[Buchgedanken] Arnaldur Indriðason: „Das dunkle Versteck“ (Kommissar Konráð 5)

Vor kurzem habe ich auch „Das dunkle Versteck“ von Arnaldur Indriðason gelesen. Das Buch ist 2024 bei Lübbe in der Bastei Lübbe AG erschienen, die Originalausgabe wurde 2022 unter dem Titel „Kyrrþey“ bei Forlagið veröffentlicht. Das Buch ist dabei als Kriminalroman einzuordnen, für die Übersetzung zeichnet Freyja Melsted verantwortlich. Vielen Dank an dieser Stelle auch an den Verlag für die Bereitstellung eines Rezensionsexemplars über die Bloggerjury.

Nach dem Tod ihres Mannes findet Halla eine Pistole in einer Garage mitten in Reykjavík. Sie bringt sie zur Polizei. Als der pensionierte Kommissar Konráð davon erfährt, erinnert er sich, dass sein Vater eine ebensolche Waffe besaß. Ein Mitarbeiter der Spurensicherung findet zudem heraus, dass aus dieser Waffe der tödliche Schuss in einem anderen ungeklärten Fall stammt. Damals wurde ein Mann namens Garðar aus heiterem Himmel erschossen. Konráð nimmt nun privat Ermittlungen auf, weil er wissen will, was sein Vater mit den Verbrechen zu tun hat. Eine Spur führt zu Gústaf, einem Arzt, der wegen Kindesmissbrauchs im Gefängnis sitzt. Auch Konráðs Vater war damals mit diesem Arzt in Kontakt …

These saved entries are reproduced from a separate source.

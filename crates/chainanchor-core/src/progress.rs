//! Verification progress estimation.
//!
//! Work is counted per transaction: 1.0 unit for each transaction at or
//! below the last checkpoint, and [`SIGCHECK_VERIFICATION_FACTOR`] units for
//! each transaction after it, since those need full signature checks. The
//! number of transactions still to come is extrapolated from the registry's
//! `tx_per_day`.
//!
//! The result is a heuristic for status reporting only. It is monotonic
//! while a node advances along one chain, but a reorg that rewrites
//! cumulative transaction counts can move it backwards.

use serde::Serialize;

use crate::registry::CheckpointRegistry;
use crate::types::BlockIndexEntry;

/// How much slower a post-checkpoint transaction is assumed to verify.
///
/// Reindexing from a fast disk on a slow CPU can be closer to 20; downloading
/// over a slow network on a fast multicore CPU, closer to 1.
pub const SIGCHECK_VERIFICATION_FACTOR: f64 = 5.0;

pub const SECONDS_PER_DAY: f64 = 86_400.0;

/// Which side of the last checkpoint a block sits on.
#[derive(Debug, Clone, Copy, PartialEq, Eq, Serialize)]
#[serde(rename_all = "snake_case")]
pub enum VerificationPhase {
    /// No block to estimate from.
    Unknown,
    /// At or below the last checkpoint's cumulative transaction count.
    CheckpointBacked,
    /// Past the last checkpoint; transactions need full verification.
    FullVerification,
}

/// Progress fraction plus the work figures it was derived from.
#[derive(Debug, Clone, Copy, PartialEq, Serialize)]
pub struct ProgressEstimate {
    /// Estimated completion in `[0, 1]`.
    pub fraction: f64,
    /// Work units already done.
    pub work_before: f64,
    /// Work units estimated to remain.
    pub work_after: f64,
    pub phase: VerificationPhase,
}

impl ProgressEstimate {
    fn unknown() -> Self {
        Self {
            fraction: 0.0,
            work_before: 0.0,
            work_after: 0.0,
            phase: VerificationPhase::Unknown,
        }
    }

    pub fn percent(&self) -> f64 {
        self.fraction * 100.0
    }
}

/// Estimate how far verification has got at `node`, as of unix time `now`.
///
/// Returns 0.0 for `None`.
pub fn guess_verification_progress(
    node: Option<&BlockIndexEntry>,
    registry: &CheckpointRegistry,
    now: i64,
) -> f64 {
    estimate_progress(node, registry, now).fraction
}

/// [`guess_verification_progress`] against the system clock.
pub fn guess_verification_progress_now(
    node: Option<&BlockIndexEntry>,
    registry: &CheckpointRegistry,
) -> f64 {
    guess_verification_progress(node, registry, chrono::Utc::now().timestamp())
}

/// Full breakdown behind [`guess_verification_progress`].
pub fn estimate_progress(
    node: Option<&BlockIndexEntry>,
    registry: &CheckpointRegistry,
    now: i64,
) -> ProgressEstimate {
    let Some(node) = node else {
        return ProgressEstimate::unknown();
    };

    let stats = registry.stats();
    let checkpoint_tx = stats.last_checkpoint_tx_count as f64;
    let node_tx = node.chain_tx_count as f64;

    let backed = node.chain_tx_count <= stats.last_checkpoint_tx_count;
    let (work_before, work_after, phase) = if backed {
        let cheap_before = node_tx;
        let cheap_after = checkpoint_tx - node_tx;
        let expensive_after = days_between(stats.last_checkpoint_time, now) * stats.tx_per_day;
        (
            cheap_before,
            cheap_after + expensive_after * SIGCHECK_VERIFICATION_FACTOR,
            VerificationPhase::CheckpointBacked,
        )
    } else {
        let cheap_before = checkpoint_tx;
        let expensive_before = node_tx - checkpoint_tx;
        let expensive_after = days_between(node.timestamp, now) * stats.tx_per_day;
        (
            cheap_before + expensive_before * SIGCHECK_VERIFICATION_FACTOR,
            expensive_after * SIGCHECK_VERIFICATION_FACTOR,
            VerificationPhase::FullVerification,
        )
    };

    let total = work_before + work_after;
    // Nothing done and nothing left: treat as caught up.
    let fraction = if total > 0.0 { work_before / total } else { 1.0 };

    ProgressEstimate {
        fraction,
        work_before,
        work_after,
        phase,
    }
}

/// Elapsed days from `from` to `to`; a clock behind `from` counts as zero.
fn days_between(from: i64, to: i64) -> f64 {
    (to.saturating_sub(from)).max(0) as f64 / SECONDS_PER_DAY
}
//! CLI module for hotdict
//!
//! Provides command-line interface for:
//! - check: Load every dictionary once and report health
//! - get: One-shot key lookup
//! - watch: Keep dictionaries fresh until interrupted

mod args;
mod commands;
mod config;
mod errors;
mod io;

pub use args::{Cli, Command};
pub use commands::{check, get, run, run_command, watch};
pub use config::{Config, ContainerKind, DictConfig, Format};
pub use errors::{CliError, CliErrorCode, CliResult};
pub use io::{write_error, write_response};
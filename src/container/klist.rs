//! # Multi-value keyed container
//!
//! Key → ordered list of values, rebuilt only by base loads. Every record's
//! value is appended under its key regardless of mode. The published map is
//! immutable, so readers never contend with anything.

use std::collections::HashMap;
use std::fmt;
use std::sync::atomic::{AtomicU64, Ordering};
use std::sync::Arc;

use arc_swap::ArcSwap;

use super::errors::{ContainerError, ContainerResult};
use super::record::RecordIterator;
use super::stats::{LoadStats, PassCounter, Tolerance};
use super::{drain, Container, Key, PassLock, Value};

/// Double-buffered Key → [Value] container supporting base loads only.
pub struct KListContainer<K: Key, V: Value> {
    live: ArcSwap<HashMap<K, Vec<V>>>,
    tolerance: Tolerance,
    counter: PassCounter,
    generation: AtomicU64,
    pass: PassLock,
}

impl<K: Key, V: Value> KListContainer<K, V> {
    /// Create an empty container.
    pub fn new(tolerance: Tolerance) -> Self {
        Self {
            live: ArcSwap::from_pointee(HashMap::new()),
            tolerance,
            counter: PassCounter::default(),
            generation: AtomicU64::new(0),
            pass: PassLock::default(),
        }
    }

    /// The configured tolerance
    pub fn tolerance(&self) -> Tolerance {
        self.tolerance
    }

    /// Number of base loads published so far
    pub fn generation(&self) -> u64 {
        self.generation.load(Ordering::Acquire)
    }

    /// The current generation, shared.
    pub fn snapshot(&self) -> Arc<HashMap<K, Vec<V>>> {
        self.live.load_full()
    }
}

impl<K: Key, V: Value> fmt::Debug for KListContainer<K, V> {
    fn fmt(&self, f: &mut fmt::Formatter<'_>) -> fmt::Result {
        f.debug_struct("KListContainer")
            .field("tolerance", &self.tolerance)
            .field("generation", &self.generation())
            .field("last_stats", &self.counter.snapshot())
            .finish()
    }
}

impl<K: Key, V: Value> Default for KListContainer<K, V> {
    fn default() -> Self {
        Self::new(Tolerance::default())
    }
}

impl<K: Key, V: Value> Container<K, V> for KListContainer<K, V> {
    type Output = Vec<V>;

    fn get(&self, key: &K) -> ContainerResult<Vec<V>> {
        self.live
            .load()
            .get(key)
            .cloned()
            .ok_or(ContainerError::NotFound)
    }

    fn load_base(&self, iter: &mut dyn RecordIterator<K, V>) -> ContainerResult<LoadStats> {
        let _pass = self.pass.acquire();
        self.counter.reset();

        let mut next: HashMap<K, Vec<V>> = HashMap::new();
        drain(iter, &self.counter, |record| {
            next.entry(record.key).or_default().push(record.value);
            Ok(())
        })?;

        let stats = self.counter.snapshot();
        self.tolerance.check(stats)?;

        self.live.store(Arc::new(next));
        self.generation.fetch_add(1, Ordering::AcqRel);
        Ok(stats)
    }

    fn load_inc(&self, _iter: &mut dyn RecordIterator<K, V>) -> ContainerResult<LoadStats> {
        Err(ContainerError::NotImplemented("load_inc"))
    }

    fn set(&self, _key: K, _value: V) -> ContainerResult<()> {
        Err(ContainerError::NotImplemented("set"))
    }

    fn del(&self, _key: &K) -> ContainerResult<()> {
        Err(ContainerError::NotImplemented("del"))
    }

    fn range(&self, f: &mut dyn FnMut(&K, &Vec<V>) -> bool) {
        let generation = self.live.load_full();
        for (key, values) in generation.iter() {
            if !f(key, values) {
                break;
            }
        }
    }

    fn last_stats(&self) -> LoadStats {
        self.counter.snapshot()
    }
}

„Das dunkle Versteck“ ist der fünfte Band der Reihe um den mittlerweile pensionierten Kommissar Konráð und ein klassischer isländischer Kriminalroman, auch wenn genrebedingt die Grenzen zum Thriller hier natürlich sehr fließend sind. Dabei lässt sich das Buch zwar als Standalone lesen, jedoch würde ich es empfehlen, die anderen Bände vorab zu lesen, da dann – vermutlich – ein besserer Überblick über die Handlung und Figurenentwicklung möglich gewesen wäre.

Denn so war die Handlung zwar durchaus spannend, aufgrund der multiplen Zeitebenen und diversen Handlungsstränge allerdings auch sehr komplex, an der Grenze zu verworren – nie hatte man hier das Gefühl, dass es wirklich stringend voran geht, ein klarer roter Faden fehlte mir. Nichtsdestotrotz schmiedete Indriðason hier ein Potpourri aus organisierter Kriminalität, Korruption, Kindesmissbrauch und persönlichen Rachefeldzügen, das – wenn man schlussendlich mal dahintergestiegen ist – durchaus zu begeistern weiß.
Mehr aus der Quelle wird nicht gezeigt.